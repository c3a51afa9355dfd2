//! Types for the extractor module.

use serde::{Deserialize, Serialize};
use std::fmt;

/// Book formats with a registered extractor.
#[derive(Debug, Clone, Copy, PartialEq, Eq, Hash, Serialize, Deserialize)]
#[serde(rename_all = "snake_case")]
pub enum FormatTag {
    Pdf,
    Epub,
}

impl FormatTag {
    /// Canonical file extension, used when naming filed books.
    pub fn extension(&self) -> &'static str {
        match self {
            Self::Pdf => "pdf",
            Self::Epub => "epub",
        }
    }
}

impl fmt::Display for FormatTag {
    fn fmt(&self, f: &mut fmt::Formatter<'_>) -> fmt::Result {
        f.write_str(self.extension())
    }
}

/// Result of content sniffing.
#[derive(Debug, Clone, PartialEq, Eq)]
pub enum DetectedFormat {
    Known(FormatTag),
    /// Content is not a book format we handle; carries a short description.
    Unsupported(String),
}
========================================================================
Exercise aim: From the entries above, work out how many lines include "Result"; the number is the only answer wanted.

Your response: 2